Sickle cell disease is an inherited blood condition where the red blood cells become sickle-shaped. It’s not commonly seen in New Zealand because it affects people mainly of sub-Saharan African descent.
“I have heard that there are only three people with sickle cell in the Wellington region including myself,” says Dehji who moved to the city in 1999.
Currently there is no cure for sickle cell disease and it can cause many serious complications including stroke, increased risk of infection and kidney damage.
Like many others with sickle cell disease, Dehji experiences crises. This is when the sickle-shaped cells block blood flow to an organ often resulting in debilitating pain for a few days or even weeks.
I’ve had it all my life and was only three or four when I had my first crisis.
“You never really know what’s going to happen. One moment you’re happy and then boom you feel dizzy and then there’s severe pain. It starts with your ankles then travels up your legs and back, up to your neck until you have issues breathing.”
Over the years the 52-year-old has found ways to manage his crises by taking two pain killers and wrapping himself in a duvet.
“I wait for a few hours and then I’m usually okay, but if I’m having trouble breathing I know I can’t look after myself and I go to hospital.”
If a crisis comes on while he is out he says there is very little he can do to manage it, but Wellington Hospital has set up systems for Dehji to help him avoid sitting in A&E for extended periods.
“I don’t need to spend much time in A&E anymore, I go to the haematology ward and they provide me with liquids and usually after two or three days I can walk out of there. I feel very lucky and grateful. I know that I will be ok 99.9% of the time,” he adds.
It was during one of these crises that Dehji lost the sight in his left eye.
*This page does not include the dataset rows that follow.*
//! Data models for the heat network registration backend.
//!
//! Wire format is camelCase JSON; enums travel as their variant names both on
//! the wire and in storage.

mod heat_network;
mod user;

pub use heat_network::*;
pub use user::*;
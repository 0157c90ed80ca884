//! User documents: organisation details, roles, invitations, and the request
//! and response shapes built from them.

use chrono::{DateTime, Utc};
use serde::{Deserialize, Serialize};

use crate::errors::FieldError;

/// Role a user can hold within an organisation.
#[derive(Debug, Clone, Copy, PartialEq, Eq, Serialize, Deserialize)]
pub enum UserRole {
    RegulatoryContact,
    ThirdParty,
    Contributor,
}

impl UserRole {
    /// Friendly display name used in user summaries.
    pub fn description(&self) -> &'static str {
        match self {
            UserRole::RegulatoryContact => "Regulatory Contact",
            UserRole::ThirdParty => "Third Party",
            UserRole::Contributor => "Contributor",
        }
    }
}

/// Account status of a user.
#[derive(Debug, Clone, Copy, PartialEq, Eq, Serialize, Deserialize)]
pub enum UserStatus {
    Active,
    InActive,
    InvitationSent,
    InvitationAccepted,
    InvitationDeclined,
}

impl UserStatus {
    pub fn as_str(&self) -> &'static str {
        match self {
            UserStatus::Active => "Active",
            UserStatus::InActive => "InActive",
            UserStatus::InvitationSent => "InvitationSent",
            UserStatus::InvitationAccepted => "InvitationAccepted",
            UserStatus::InvitationDeclined => "InvitationDeclined",
        }
    }
}

/// Which contact number an organisation contact prefers to be reached on.
#[derive(Debug, Clone, Copy, PartialEq, Eq, Serialize, Deserialize)]
pub enum PreferredContactType {
    Landline,
    Mobile,
}

/// Registered address of an organisation.
#[derive(Debug, Clone, Default, Serialize, Deserialize)]
#[serde(rename_all = "camelCase")]
pub struct OrgRegisteredAddress {
    pub address_line1: String,
    #[serde(default, skip_serializing_if = "Option::is_none")]
    pub address_line2: Option<String>,
    #[serde(default, skip_serializing_if = "Option::is_none")]
    pub town: Option<String>,
    #[serde(default, skip_serializing_if = "Option::is_none")]
    pub county: Option<String>,
    pub postcode: String,
    #[serde(default, skip_serializing_if = "Option::is_none")]
    pub country: Option<String>,
}

impl OrgRegisteredAddress {
    /// Join the non-empty address components with ", " in the order
    /// line1, line2, town, county, country, postcode.
    pub fn formatted(&self) -> String {
        let parts = [
            Some(self.address_line1.as_str()),
            self.address_line2.as_deref(),
            self.town.as_deref(),
            self.county.as_deref(),
            self.country.as_deref(),
            Some(self.postcode.as_str()),
        ];

        parts
            .into_iter()
            .flatten()
            .filter(|p| !p.is_empty())
            .collect::<Vec<_>>()
            .join(", ")
    }
}

/// Organisation profile embedded in a user document once registration
/// completes. `org_id` is assigned exactly once and stable thereafter.
#[derive(Debug, Clone, Default, Serialize, Deserialize)]
#[serde(rename_all = "camelCase")]
pub struct OrgDetails {
    #[serde(default, skip_serializing_if = "Option::is_none")]
    pub org_id: Option<String>,
    #[serde(default)]
    pub org_type: String,
    #[serde(default)]
    pub companies_house_number: String,
    #[serde(default)]
    pub org_name: String,
    #[serde(default)]
    pub org_registered_address: OrgRegisteredAddress,
    #[serde(default, skip_serializing_if = "Option::is_none")]
    pub preferred_contact_type: Option<PreferredContactType>,
    #[serde(default, skip_serializing_if = "Option::is_none")]
    pub landline_number: Option<String>,
    #[serde(default, skip_serializing_if = "Option::is_none")]
    pub contact_number_extension: Option<String>,
    #[serde(default, skip_serializing_if = "Option::is_none")]
    pub mobile_number: Option<String>,
    #[serde(default, skip_serializing_if = "Option::is_none")]
    pub job_title: Option<String>,
    #[serde(default)]
    pub first_name: String,
    #[serde(default)]
    pub last_name: String,
}

impl OrgDetails {
    /// Overwrite the editable fields from an incoming payload. This is a full
    /// overwrite, not a merge: absent payload fields clear the stored ones.
    /// `org_id` is never taken from the payload.
    pub fn apply(&mut self, incoming: &OrgDetails) {
        self.org_type = incoming.org_type.clone();
        self.companies_house_number = incoming.companies_house_number.clone();
        self.org_name = incoming.org_name.clone();
        self.org_registered_address = incoming.org_registered_address.clone();
        self.preferred_contact_type = incoming.preferred_contact_type;
        self.landline_number = incoming.landline_number.clone();
        self.contact_number_extension = incoming.contact_number_extension.clone();
        self.mobile_number = incoming.mobile_number.clone();
        self.job_title = incoming.job_title.clone();
        self.first_name = incoming.first_name.clone();
        self.last_name = incoming.last_name.clone();
    }

    /// Enforce the contact-number invariant: exactly the number selected by
    /// the preferred contact type survives, the others are cleared. Returns
    /// the field errors for a missing required number.
    pub fn reconcile_contact(&mut self) -> Vec<FieldError> {
        let mut errors = Vec::new();

        match self.preferred_contact_type {
            Some(PreferredContactType::Landline) => {
                self.mobile_number = None;
                if is_blank(&self.landline_number) {
                    errors.push(FieldError::new(
                        "landlineNumber",
                        "Enter your landline number.",
                    ));
                }
            }
            Some(PreferredContactType::Mobile) => {
                self.landline_number = None;
                self.contact_number_extension = None;
                if is_blank(&self.mobile_number) {
                    errors.push(FieldError::new("mobileNumber", "Enter your mobile number."));
                }
            }
            None => {
                self.landline_number = None;
                self.contact_number_extension = None;
                self.mobile_number = None;
            }
        }

        errors
    }

    /// Title-cased first and last name joined by a space.
    pub fn full_name(&self) -> String {
        format!(
            "{} {}",
            title_case_word(&self.first_name),
            title_case_word(&self.last_name)
        )
        .trim()
        .to_string()
    }
}

fn is_blank(value: &Option<String>) -> bool {
    value.as_deref().map_or(true, |s| s.trim().is_empty())
}

/// Uppercase the first character of a single word and lowercase the rest.
pub fn title_case_word(input: &str) -> String {
    let mut chars = input.chars();
    match chars.next() {
        Some(first) => first.to_uppercase().chain(chars.flat_map(char::to_lowercase)).collect(),
        None => String::new(),
    }
}

/// Pending invitation embedded in a user document.
#[derive(Debug, Clone, Serialize, Deserialize)]
#[serde(rename_all = "camelCase")]
pub struct Invitation {
    pub id: String,
    pub first_name: String,
    pub last_name: String,
    pub permissions: Vec<String>,
    pub invited_email: String,
    pub invited_at: DateTime<Utc>,
    pub status: String,
}

/// A registered user. Created with an external login id and email only; the
/// organisation profile is attached later through the org-details update.
#[derive(Debug, Clone, Serialize, Deserialize)]
#[serde(rename_all = "camelCase")]
pub struct User {
    pub id: String,
    pub external_login_id: String,
    pub email: String,
    #[serde(default, skip_serializing_if = "Option::is_none")]
    pub org_details: Option<OrgDetails>,
    #[serde(default, skip_serializing_if = "Option::is_none")]
    pub roles: Option<Vec<UserRole>>,
    #[serde(default, skip_serializing_if = "Option::is_none")]
    pub status: Option<UserStatus>,
    #[serde(default, skip_serializing_if = "Option::is_none")]
    pub hn_ids: Option<Vec<String>>,
    #[serde(default, skip_serializing_if = "Option::is_none")]
    pub invitations: Option<Vec<Invitation>>,
}

impl User {
    /// Add a role with set semantics: no duplicates, insertion order kept.
    pub fn add_role(&mut self, role: UserRole) {
        match &mut self.roles {
            None => self.roles = Some(vec![role]),
            Some(roles) => {
                if !roles.contains(&role) {
                    roles.push(role);
                }
            }
        }
    }
}

/// Request body for registering a user on first login.
#[derive(Debug, Clone, Deserialize)]
#[serde(rename_all = "camelCase")]
pub struct InitialRegistrationRequest {
    pub external_login_id: String,
    pub email: String,
    pub status: UserStatus,
}

/// Request body for the organisation-details update: a full organisation
/// payload plus a single role to add.
#[derive(Debug, Clone, Deserialize)]
#[serde(rename_all = "camelCase")]
pub struct UpdateOrgDetailsRequest {
    pub org_details: OrgDetails,
    pub role: UserRole,
}

/// Organisation summary embedded in a user summary.
#[derive(Debug, Clone, Serialize, Deserialize)]
#[serde(rename_all = "camelCase")]
pub struct OrganisationSummary {
    #[serde(skip_serializing_if = "Option::is_none")]
    pub id: Option<String>,
    pub name: String,
    pub companies_house_number: String,
}

/// Read shape for user listings and lookups.
#[derive(Debug, Clone, Serialize, Deserialize)]
#[serde(rename_all = "camelCase")]
pub struct UserResponse {
    pub id: String,
    pub email_address: String,
    pub full_name: String,
    #[serde(skip_serializing_if = "Option::is_none")]
    pub organisation: Option<OrganisationSummary>,
    pub roles: Vec<String>,
    #[serde(skip_serializing_if = "Option::is_none")]
    pub status: Option<String>,
}

impl UserResponse {
    pub fn from_user(user: &User) -> Self {
        let organisation = user.org_details.as_ref().map(|details| OrganisationSummary {
            id: details.org_id.clone(),
            name: details.org_name.clone(),
            companies_house_number: details.companies_house_number.clone(),
        });

        Self {
            id: user.id.clone(),
            email_address: user.email.clone(),
            full_name: user
                .org_details
                .as_ref()
                .map(OrgDetails::full_name)
                .unwrap_or_default(),
            organisation,
            roles: user
                .roles
                .as_ref()
                .map(|roles| roles.iter().map(|r| r.description().to_string()).collect())
                .unwrap_or_default(),
            status: user.status.map(|s| s.as_str().to_string()),
        }
    }
}
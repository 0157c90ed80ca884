//! PSK-based authentication module.
//!
//! Implements constant-time comparison to mitigate timing attacks.

use axum::{
    extract::Request,
    http::{header, StatusCode},
    middleware::Next,
    response::{IntoResponse, Response},
    Json,
};
use subtle::ConstantTimeEq;

use crate::errors::{codes, ErrorDetails, ErrorResponse};

/// Header name for the API key.
pub const API_KEY_HEADER: &str = "x-api-key";

/// PSK authentication layer function that takes the expected PSK as a parameter.
pub async fn psk_auth_layer(
    expected_psk: Option<String>,
    request: Request,
    next: Next,
) -> Response {
    // If no PSK is configured, allow all requests (dev mode)
    let Some(expected) = expected_psk else {
        return next.run(request).await;
    };

    // Get the API key from the request header
    let provided = request
        .headers()
        .get(API_KEY_HEADER)
        .and_then(|v| v.to_str().ok())
        .map(|s| s.to_string());

    match provided {
        Some(provided_key) => {
            if constant_time_compare(&provided_key, &expected) {
                next.run(request).await
            } else {
                unauthorized_response("Invalid API key")
            }
        }
        None => {
            // Also check Authorization header as bearer token
            let bearer = request
                .headers()
                .get(header::AUTHORIZATION)
                .and_then(|v| v.to_str().ok())
                .and_then(|s| s.strip_prefix("Bearer "))
                .map(|s| s.to_string());

            match bearer {
                Some(bearer_key) if constant_time_compare(&bearer_key, &expected) => {
                    next.run(request).await
                }
                _ => unauthorized_response("Missing or invalid API key"),
            }
        }
    }
}

/// Perform constant-time string comparison.
fn constant_time_compare(a: &str, b: &str) -> bool {
    a.as_bytes().ct_eq(b.as_bytes()).into()
}

/// Create an unauthorized response.
fn unauthorized_response(message: &str) -> Response {
    let body = ErrorResponse {
        success: false,
        error: ErrorDetails {
            code: codes::UNAUTHORIZED.to_string(),
            message: message.to_string(),
            details: None,
        },
    };

    (StatusCode::UNAUTHORIZED, Json(body)).into_response()
}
“I was in hospital when the back of my left eye began to bleed. The blood vessels in your eyes are quite thin and they were pushing against my retina. “The medication and anaesthesia they gave me to help reduce the swelling made me feel very sick and caused further crises. Eventually my retina broke and I lost the sight in my left eye,” says Dehji.
Recently Dehji noticed his veins are getting thinner, making it harder to get IV lines into his blood vessels. To help him avoid the hospital he drinks eight litres of water a day.
He says the more hydrated he is the less likely he is to have a crisis.
When he was a child Dehji migrated from Nigeria to the UK and received most of his schooling there.
He headed to boarding school for his secondary education before attending university, but his condition caused him to finish much later than his peers.
“Every time I played rugby or did cross country I had to spend the next four days in the sickbay. I had periods of severe sickness during school, which was a huge issue in my education.”
Dehji persevered and graduated from university. He landed a job as a systems test analyst, a career he continued after moving to Wellington.
“My partner and I had our son here in New Zealand. It didn’t work out with her, but I decided to stay and watch the young man grow up. He will be 15 this year.”
Although Dehji’s son is a carrier of the sickle cell gene he is unlikely to experience crises because his mother was not a carrier.
“He just needs to be careful of who he decides to have children with,” Dehji adds.
After deciding to stay in New Zealand Dehji was faced with a number of hurdles.
Not only did he find out he was living in a leaky house, but at the same time he was dismissed from his employment due to his ill health, which has resulted in ongoing legal battles.
Despite his personal difficulties, Dehji likes to have a positive outlook and is actively involved in educating people about his condition.
“Every year I volunteer myself to medical students, so they can see someone with sickle cell and ask questions,” says Dehji.
Dehji says he is grateful because he knows the pain is only temporary. “When crises happen I know I will get through it,” he says.